One interesting find in GLAAD’s report is that there can be a big difference in the stated policies versus the reality. Facebook, for example, scored high for having expressed commitment to protecting LGBTQ people but then scored poorly for having no protections against deadnaming. Often if a form of hate speech isn’t explicitly named as prohibited, companies fail to enforce it even if it should be covered under general hate speech policies. For example, the intentionally false New York Post article about Kamala Harris, mentioned earlier, was not considered hate speech even though it relied on sexist and racist tropes to spread false information.
Conversely, expanding policies makes it possible to hold people accountable for hate, as was recently when Elliott Page was targeted with intentional misgendering and deadnaming on Twitter.

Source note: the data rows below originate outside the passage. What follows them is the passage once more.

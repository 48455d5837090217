// SPDX-License-Identifier: AGPL-3.0-or-later
//
// Copyright (C) 2026 Relational Network

//! Bounded retries for ledger reads.
//!
//! Each attempt is wrapped in a timeout; timeouts and transport failures are
//! retried with exponential backoff, every other error is returned at once.

use std::future::Future;
use std::time::Duration;

use tracing::{debug, warn};

use super::client::LedgerError;

#[derive(Debug, Clone)]
pub struct RetryPolicy {
    /// Total attempts, including the first one.
    pub max_attempts: u32,
    /// Upper bound for a single attempt.
    pub attempt_timeout: Duration,
    pub base_backoff: Duration,
    pub max_backoff: Duration,
}

impl Default for RetryPolicy {
    fn default() -> Self {
        Self {
            max_attempts: 3,
            attempt_timeout: Duration::from_secs(5),
            base_backoff: Duration::from_millis(100),
            max_backoff: Duration::from_secs(2),
        }
    }
}

impl RetryPolicy {
    pub fn new(max_attempts: u32, attempt_timeout: Duration) -> Self {
        Self {
            max_attempts: max_attempts.max(1),
            attempt_timeout,
            ..Self::default()
        }
    }

    /// Backoff before retry number `attempt + 1` (0-indexed).
    fn backoff(&self, attempt: u32) -> Duration {
        let factor = 2u32.saturating_pow(attempt);
        self.base_backoff
            .saturating_mul(factor)
            .min(self.max_backoff)
    }

    /// Run `operation` until it succeeds, fails permanently, or attempts run
    /// out.
    pub async fn run<F, Fut, T>(&self, operation_name: &str, mut operation: F) -> Result<T, LedgerError>
    where
        F: FnMut() -> Fut,
        Fut: Future<Output = Result<T, LedgerError>>,
    {
        let mut attempt = 0;
        loop {
            let result = match tokio::time::timeout(self.attempt_timeout, operation()).await {
                Ok(result) => result,
                Err(_) => Err(LedgerError::Timeout {
                    operation: operation_name.to_string(),
                    timeout_ms: self.attempt_timeout.as_millis() as u64,
                }),
            };

            let err = match result {
                Ok(value) => {
                    if attempt > 0 {
                        debug!(
                            operation = operation_name,
                            attempts = attempt + 1,
                            "Ledger call succeeded after retry"
                        );
                    }
                    return Ok(value);
                }
                Err(err) => err,
            };

            attempt += 1;
            if !err.is_retryable() || attempt >= self.max_attempts {
                warn!(
                    operation = operation_name,
                    attempts = attempt,
                    error = %err,
                    "Ledger call failed"
                );
                return Err(err);
            }

            let delay = self.backoff(attempt - 1);
            debug!(
                operation = operation_name,
                attempt,
                backoff_ms = delay.as_millis() as u64,
                error = %err,
                "Retrying ledger call"
            );
            tokio::time::sleep(delay).await;
        }
    }
}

“In the 2021 report, we urged all platforms to follow the lead of Twitter and Pinterest to add a prohibition against targeted misgendering and deadnaming to their hateful conduct policies,” explained Jenni Olson ), Senior Director of Social Media Safety at GLAAD. “Earlier this year, we were really glad to partner with the folks at UltraViolet [full disclosure, I work for UltraViolet and led this work in collaboration with Jenni at GLAAD], and through our combined, coordinated advocacy work, we were able to convince TikTok to make this change. They also added language against misogynist hate speech simultaneously, thanks to UltraViolet. GLAAD also urged them to add the prohibition on conversion therapy content. To illustrate the difference this can make for individual LGBTQ users — the existence of these policies gives users a very specific lever to report this kind of violative content.”
“In the first week of July, a well-known right-wing figure intentionally and maliciously posted a tweet misgendering and deadnaming Elliot Page. So while we are continually pressing the companies to improve policies and improve enforcement, it does make a huge difference that the policies do exist.”

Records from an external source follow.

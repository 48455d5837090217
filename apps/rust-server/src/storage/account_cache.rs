// SPDX-License-Identifier: AGPL-3.0-or-later
//
// Copyright (C) 2026 Relational Network

//! LRU cache for token account existence checks.
//!
//! Only positive results are stored: once an account exists on the ledger it
//! is not expected to disappear within the TTL, whereas a missing account may
//! be created at any moment by another transaction.

use std::num::NonZeroUsize;
use std::sync::Mutex;
use std::time::{Duration, Instant};

use lru::LruCache;
use solana_sdk::pubkey::Pubkey;

/// In-process LRU set of accounts known to exist.
pub struct AccountCache {
    cache: Mutex<LruCache<Pubkey, Instant>>,
    ttl: Duration,
}

impl AccountCache {
    /// Create a new cache with the given capacity and TTL.
    pub fn new(capacity: usize, ttl: Duration) -> Self {
        Self {
            cache: Mutex::new(LruCache::new(
                NonZeroUsize::new(capacity).unwrap_or(NonZeroUsize::MIN),
            )),
            ttl,
        }
    }

    /// Whether `address` was recently observed to exist.
    pub fn is_known(&self, address: &Pubkey) -> bool {
        let Ok(mut cache) = self.cache.lock() else {
            return false;
        };
        match cache.get(address) {
            Some(inserted_at) if inserted_at.elapsed() < self.ttl => true,
            Some(_) => {
                cache.pop(address);
                false
            }
            None => false,
        }
    }

    /// Record that `address` exists.
    pub fn mark_existing(&self, address: Pubkey) {
        if let Ok(mut cache) = self.cache.lock() {
            cache.put(address, Instant::now());
        }
    }
}

#[cfg(test)]
mod tests {
    use super::*;

    #[test]
    fn remembers_existing_accounts() {
        let cache = AccountCache::new(10, Duration::from_secs(300));
        let address = Pubkey::new_unique();

        assert!(!cache.is_known(&address));
        cache.mark_existing(address);
        assert!(cache.is_known(&address));
    }

    #[test]
    fn entries_expire() {
        let cache = AccountCache::new(10, Duration::from_millis(1));
        let address = Pubkey::new_unique();
        cache.mark_existing(address);

        std::thread::sleep(Duration::from_millis(5));

        assert!(!cache.is_known(&address));
    }

    #[test]
    fn evicts_least_recently_used() {
        let cache = AccountCache::new(1, Duration::from_secs(300));
        let first = Pubkey::new_unique();
        let second = Pubkey::new_unique();

        cache.mark_existing(first);
        cache.mark_existing(second);

        assert!(!cache.is_known(&first));
        assert!(cache.is_known(&second));
    }
}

“We should all be enraged at these companies and urge our legislators to work towards thoughtfully crafted regulatory solutions…These companies have an inherent conflict of interest in their decision-making process around content moderation. To some degree, they don’t mitigate hate because they are making money from it, and we as a society are paying the price.”
Olson also shared some advice and, in the report, resources for protecting yourself if you become the target of online hate, harassment, and disinformation. “The most valuable piece of guidance I’ve gotten from folks who do training on this topic… is that you should really take care of yourself and your mental health and seek support from friends or professionals if and when you experience online abuse.”
“Lastly, these are difficult times, and this is difficult work we’re all doing. This line from the report reflects something very important for us all to remember: ‘As we stand together to fight against hate, we stand also united in love — as a community: LGBTQ together.”
Resources if you are the target of online hate, harassment, or disinformation:
Before today’s release, GLAAD held briefings with each platform named in the Social Media Safety Index to review the recommendations described in the report. GLAAD will maintain an ongoing dialogue about LGBTQ safety amongst tech industry leaders throughout 2022 and beyond.